Anyway, I have to go down the shops, but I can't be bothered to walk all that way. I know - I'll call the police!

1 comment:

  1. Reading about this atrocity and about the little girl who was systematically beaten to death by her "parents" in Derby [they are being sentenced to-day] I suspect both cases -putting the horror aside if possible - will take their well-worn, weary course. As everybody involved seemed to be or had been in care or under some sort of supervision by the social services [like Victoria Climbie in 2000 and Peter Connelly in 2007] there will probably be

    1. A serious Case Review. Lots of meetings, lots of files, lots of jargon-laden nonsense.

    2. A scapegoat [s] inside both Hartlepool and Derbyshire County Council will be identified and fired.

    3. Scapegoat [s] will be re-instated by a tribunal and compensated for unfair dismissal [in the Baby P case Haringay paid Sharon Shoesmith a reputed £680,000 and a legal bill of £200,000]

    4. The police will remain very quiet ["nothing to do with us"].
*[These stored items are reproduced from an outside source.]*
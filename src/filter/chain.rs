// Pipeline assembly and end-to-end processing.
//
// A pipeline owns a chain of stages built once from an ordered filter list.
// The canonical list order is outermost-first: the filter nearest the
// compressed representation comes first, the filter nearest the raw data
// last. Internally the chain is linked so that the stage facing the
// application input has no inner stage (it copies or consumes directly) and
// the head stage produces the final output:
//
// - encoding reverses the list, so raw input enters through the last-listed
//   filter and the head is the first-listed one;
// - decoding keeps the list order, so compressed input enters through the
//   first-listed filter and the head is the last-listed one.
//
// Which stage copies and which transforms in place follows purely from that
// position, decided here at assembly time, never from the data.

use log::debug;

use crate::error::{Error, Result};
use crate::filter::copy::CopyStage;
use crate::filter::delta::DeltaStage;
use crate::filter::stage::{Action, Direction, Progress, Stage};
use crate::filter::{FilterEntry, FilterId};

#[cfg(feature = "lzma")]
use crate::filter::lzma::LzmaStage;

// ---------------------------------------------------------------------------
// Stage registry
// ---------------------------------------------------------------------------

/// Instantiate the stage for `entry`, wrapping `next` (the stage closer to
/// the application input, or `None` for the stage that reads it directly).
fn make_stage(
    entry: &FilterEntry,
    direction: Direction,
    next: Option<Box<dyn Stage>>,
) -> Result<Box<dyn Stage>> {
    match entry.id {
        FilterId::COPY => {
            if entry.options.is_some() {
                return Err(Error::Options("copy filter takes no options".into()));
            }
            Ok(Box::new(CopyStage::new(next)))
        }
        FilterId::DELTA => Ok(Box::new(DeltaStage::new(
            &entry.delta_options()?,
            direction,
            next,
        )?)),
        #[cfg(feature = "lzma")]
        FilterId::LZMA => {
            // The stage itself is parameter-free (its byte stream is
            // self-describing); options are still validated here so a bad
            // chain fails at assembly, not at header-encode time.
            entry.lzma_options()?.validate()?;
            Ok(Box::new(LzmaStage::new(direction, next)))
        }
        _ => Err(Error::UnsupportedFilter(entry.id)),
    }
}

// ---------------------------------------------------------------------------
// Pipeline
// ---------------------------------------------------------------------------

/// A live chain of filter stages.
///
/// Stages are owned exclusively by their outer neighbor and never exposed;
/// callers interact only with [`step`](Self::step) on the whole chain.
/// A pipeline is a sequential state machine: `step` calls must be strictly
/// ordered, because later bytes depend on history mutated by earlier ones.
pub struct Pipeline {
    head: Box<dyn Stage>,
}

impl core::fmt::Debug for Pipeline {
    fn fmt(&self, f: &mut core::fmt::Formatter<'_>) -> core::fmt::Result {
        f.debug_struct("Pipeline").finish_non_exhaustive()
    }
}

impl Pipeline {
    /// Build an encoding pipeline from an outermost-first filter list.
    pub fn encoder(filters: &[FilterEntry]) -> Result<Self> {
        Self::build(filters, Direction::Encode)
    }

    /// Build a decoding pipeline from the same outermost-first filter list
    /// the encoder was built from.
    pub fn decoder(filters: &[FilterEntry]) -> Result<Self> {
        Self::build(filters, Direction::Decode)
    }

    fn build(filters: &[FilterEntry], direction: Direction) -> Result<Self> {
        let mut chain: Option<Box<dyn Stage>> = None;
        match direction {
            Direction::Encode => {
                for entry in filters.iter().rev() {
                    chain = Some(make_stage(entry, direction, chain.take())?);
                }
            }
            Direction::Decode => {
                for entry in filters.iter() {
                    chain = Some(make_stage(entry, direction, chain.take())?);
                }
            }
        }

        let head = chain.ok_or_else(|| {
            Error::Options("a filter chain needs at least one filter".into())
        })?;

        debug!(
            "assembled {:?} pipeline: {} stages, ids {:?}",
            direction,
            filters.len(),
            filters.iter().map(|f| f.id.0).collect::<Vec<_>>()
        );
        Ok(Self { head })
    }

    /// Process one step: consume from `input[*in_pos..]`, produce into
    /// `output[*out_pos..]`, advancing both cursors.
    ///
    /// See [`Stage::step`] for the incremental-processing contract. On
    /// error, bytes already written remain valid; the failed call is simply
    /// abandoned.
    pub fn step(
        &mut self,
        input: &[u8],
        in_pos: &mut usize,
        output: &mut [u8],
        out_pos: &mut usize,
        action: Action,
    ) -> Result<Progress> {
        self.head.step(input, in_pos, output, out_pos, action)
    }
}

// ---------------------------------------------------------------------------
// Whole-buffer convenience
// ---------------------------------------------------------------------------

/// Run `input` through an encoding pipeline built from `filters`.
pub fn encode_all(filters: &[FilterEntry], input: &[u8]) -> Result<Vec<u8>> {
    run_all(Pipeline::encoder(filters)?, input)
}

/// Run `input` through a decoding pipeline built from `filters`.
pub fn decode_all(filters: &[FilterEntry], input: &[u8]) -> Result<Vec<u8>> {
    run_all(Pipeline::decoder(filters)?, input)
}

fn run_all(mut pipeline: Pipeline, input: &[u8]) -> Result<Vec<u8>> {
    let mut out = Vec::new();
    let mut window = [0u8; 4096];
    let mut in_pos = 0;
    loop {
        let mut out_pos = 0;
        let progress = pipeline.step(input, &mut in_pos, &mut window, &mut out_pos, Action::Finish)?;
        out.extend_from_slice(&window[..out_pos]);
        match progress {
            Progress::Finished => return Ok(out),
            Progress::OutputFull => continue,
            Progress::NeedInput => {
                return Err(Error::Internal("pipeline demanded input past end of stream"))
            }
        }
    }
}

// ---------------------------------------------------------------------------
// Tests
// ---------------------------------------------------------------------------
// Filter identities, per-filter options, and the stage implementations.
//
// # Modules
//
// - `ring`  — bounded lookback window used by the delta filter
// - `stage` — the contract every pipeline stage implements
// - `delta` — byte-wise delta filter (the reference stage)
// - `copy`  — passthrough filter
// - `lzma`  — LZMA entropy-coder stage and its option codec
// - `chain` — pipeline assembly and end-to-end processing

use std::fmt;

use crate::error::{Error, Result};

pub mod chain;
pub mod copy;
pub mod delta;
pub mod lzma;
pub mod ring;
pub mod stage;

// Re-export key types for convenience.
pub use chain::Pipeline;
pub use delta::{DeltaKind, DeltaOptions};
pub use lzma::LzmaOptions;
pub use stage::{Action, Direction, Progress, Stage};

// ---------------------------------------------------------------------------
// Filter identity
// ---------------------------------------------------------------------------

/// Numeric identity of a filter, as stored in filter-flags records.
///
/// Ids are opaque 64-bit values drawn from a registry. Unknown ids are
/// rejected by both the pipeline composer and the flags codec.
#[derive(Debug, Clone, Copy, PartialEq, Eq, Hash)]
pub struct FilterId(pub u64);

impl FilterId {
    /// Passthrough filter. No options.
    pub const COPY: FilterId = FilterId(0x00);

    /// Byte-wise delta filter.
    pub const DELTA: FilterId = FilterId(0x03);

    /// LZMA entropy coder.
    pub const LZMA: FilterId = FilterId(0x21);

    /// Reserved "no filter" marker. Never valid on the wire or in a chain.
    pub const NONE: FilterId = FilterId(u64::MAX);
}

impl fmt::Display for FilterId {
    fn fmt(&self, f: &mut fmt::Formatter<'_>) -> fmt::Result {
        write!(f, "{:#04x}", self.0)
    }
}

// ---------------------------------------------------------------------------
// Chain entries
// ---------------------------------------------------------------------------

/// Filter-specific options, keyed by filter id.
///
/// The variant must agree with the [`FilterEntry::id`] it travels with; a
/// mismatch is reported as an options error wherever the entry is consumed.
#[derive(Debug, Clone, Copy, PartialEq, Eq)]
#[non_exhaustive]
pub enum FilterOptions {
    /// Options for [`FilterId::DELTA`].
    Delta(DeltaOptions),
    /// Options for [`FilterId::LZMA`].
    Lzma(LzmaOptions),
}

/// One entry in a filter chain: a filter identity plus its options.
///
/// `options: None` means "filter defaults" and is only meaningful for
/// filters whose wire payload is empty (copy). Filters that carry a payload
/// (delta, LZMA) require explicit options.
#[derive(Debug, Clone, Copy, PartialEq, Eq)]
pub struct FilterEntry {
    /// Which filter this entry names.
    pub id: FilterId,
    /// Filter-specific options, or `None` for defaults.
    pub options: Option<FilterOptions>,
}

impl FilterEntry {
    /// An entry with default options.
    pub fn new(id: FilterId) -> Self {
        Self { id, options: None }
    }

    /// A passthrough entry.
    pub fn copy() -> Self {
        Self::new(FilterId::COPY)
    }

    /// A delta entry with the given options.
    pub fn delta(options: DeltaOptions) -> Self {
        Self {
            id: FilterId::DELTA,
            options: Some(FilterOptions::Delta(options)),
        }
    }

    /// An LZMA entry with the given options.
    pub fn lzma(options: LzmaOptions) -> Self {
        Self {
            id: FilterId::LZMA,
            options: Some(FilterOptions::Lzma(options)),
        }
    }

    /// The delta options of this entry, or an options error if they are
    /// missing or belong to a different filter.
    pub(crate) fn delta_options(&self) -> Result<DeltaOptions> {
        match self.options {
            Some(FilterOptions::Delta(opts)) => Ok(opts),
            Some(_) => Err(Error::Options(format!(
                "filter {} was given options for a different filter",
                self.id
            ))),
            None => Err(Error::Options("delta filter requires options".into())),
        }
    }

    /// The LZMA options of this entry, or an options error if they are
    /// missing or belong to a different filter.
    pub(crate) fn lzma_options(&self) -> Result<LzmaOptions> {
        match self.options {
            Some(FilterOptions::Lzma(opts)) => Ok(opts),
            Some(_) => Err(Error::Options(format!(
                "filter {} was given options for a different filter",
                self.id
            ))),
            None => Err(Error::Options("LZMA filter requires options".into())),
        }
    }
}

// ---------------------------------------------------------------------------
// Tests
// ---------------------------------------------------------------------------
// Crate-wide error type.
//
// Every fallible operation returns `Result<T, Error>`. Errors propagate to
// the immediate caller; the crate never retries internally, and output bytes
// already written before a failure stay valid.

use crate::filter::FilterId;

/// Errors surfaced by pipeline assembly, stage processing, and the
/// filter-flags codec.
#[derive(Debug, thiserror::Error)]
#[non_exhaustive]
pub enum Error {
    /// Caller-supplied filter options are out of range, inconsistent, or
    /// missing where a filter requires them.
    #[error("invalid filter options: {0}")]
    Options(String),

    /// A filter id with no registered implementation.
    #[error("unsupported filter id {0}")]
    UnsupportedFilter(FilterId),

    /// The destination buffer cannot hold the predicted or declared size.
    #[error("output buffer too small: need {needed} bytes, have {available}")]
    BufferTooSmall {
        /// Bytes the operation would have written.
        needed: usize,
        /// Bytes actually available at the cursor.
        available: usize,
    },

    /// Untrusted header bytes failed validation: malformed varint, declared
    /// size disagreeing with the actual payload, or a size over the limit.
    #[error("corrupt filter flags: {0}")]
    HeaderCorruption(String),

    /// A filter's data payload could not be processed.
    #[error("corrupt filter payload: {0}")]
    Data(String),

    /// An internal consistency check failed. This never happens when the
    /// crate is correct; it exists so a bug turns into an error instead of
    /// bad output.
    #[error("internal error: {0}")]
    Internal(&'static str),
}

/// Convenience alias used throughout the crate.
pub type Result<T> = std::result::Result<T, Error>;
use anyhow::Context as _;
use text_size::{TextRange, TextSize};

use crate::{Buffer, Transaction};

/// Reformats a region of freshly inserted code.
pub trait Formatter {
    /// Edits the lines covering `range` through `transaction`.
    fn reformat(&self, transaction: &mut Transaction<'_>, range: TextRange) -> anyhow::Result<()>;
}

/// Line-based formatter that only touches whitespace.
///
/// The first line of the region is aligned with the previous non-blank line,
/// one level deeper when that line opens a bracket. Trailing whitespace is
/// removed from every line of the region.
#[derive(Debug, Clone)]
pub struct Reindent {
    indent_unit: String,
}

impl Reindent {
    pub fn new(indent_unit: impl Into<String>) -> Self {
        Self { indent_unit: indent_unit.into() }
    }

    /// Indentation expected for the line following `line`'s nearest
    /// non-blank predecessor.
    fn indent_after(&self, buffer: &Buffer, line: u32) -> String {
        let previous = (0..line)
            .rev()
            .filter_map(|line| buffer.line_text(line))
            .find(|text| !text.trim().is_empty());

        let Some(previous) = previous else {
            return String::new();
        };

        let mut indent = leading_whitespace(previous).to_owned();
        if previous.trim_end().ends_with(['{', '(', '[']) {
            indent.push_str(&self.indent_unit);
        }
        indent
    }
}

impl Formatter for Reindent {
    fn reformat(&self, transaction: &mut Transaction<'_>, range: TextRange) -> anyhow::Result<()> {
        let buffer = transaction.buffer();
        let first = buffer.line_of(range.start());
        let last = buffer.line_of(range.end());

        let mut edits = Vec::new();
        for line in first..=last {
            let line_range =
                buffer.line_range(line).with_context(|| format!("line {line} is out of range"))?;
            let text = &buffer.text()[line_range];

            let trimmed = text.trim_end();
            if trimmed.len() != text.len() {
                let start = line_range.start() + TextSize::of(trimmed);
                edits.push((TextRange::new(start, line_range.end()), String::new()));
            }

            if line == first && !trimmed.is_empty() {
                let current = leading_whitespace(text);
                let expected = self.indent_after(buffer, line);
                if current != expected {
                    edits.push((TextRange::at(line_range.start(), TextSize::of(current)), expected));
                }
            }
        }

        edits.sort_by_key(|(range, _)| std::cmp::Reverse(range.start()));
        for (range, text) in edits {
            transaction.replace(range, &text);
        }

        Ok(())
    }
}

fn leading_whitespace(text: &str) -> &str {
    &text[..text.len() - text.trim_start().len()]
}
    5. The psychopaths will soon be amongst us again. After being sentenced in 2007 Peter Connelly's mother [Tracey Connolley] and one accomplice [Jason Owen] were released respectively in 2013 and 2011. They have both been given new identities and are living in accommodation funded by the taxpayer. Her partner, Stephen Barker, is not due for release until 2019 because he was also convicted of raping a 2-year old boy]. The aunt of Victoria Climbie was sentenced to 22-years and as a French citizen was transferred to the French jail system [why?]; her partner is still locked up in the UK [I think]. And so it will go on....

    In the Spectator of 2nd April 2016 Fraser Nelson wrote about the return of eugenics and what advances have been made in that subject. Here are two brief excerpts for those who have not read it:

    "Extrapolations are now made about how far the quality of human stock worldwide has been eroded by health care and welfare."

    "When it comes to screening out personality flaws such as potential alcoholism, psychopathy and disposition to could argue that people have a moral obligation to select ethically better children." [The latter is a quote from Julian Savulescu , editor of "The Journal of Medical Ethics".]

    I thought that humanity had once again reached the bottom of the barrel when ISIL burnt alive the Jordanian fight pilot in a steel cage, but apparently we can still match them here at home.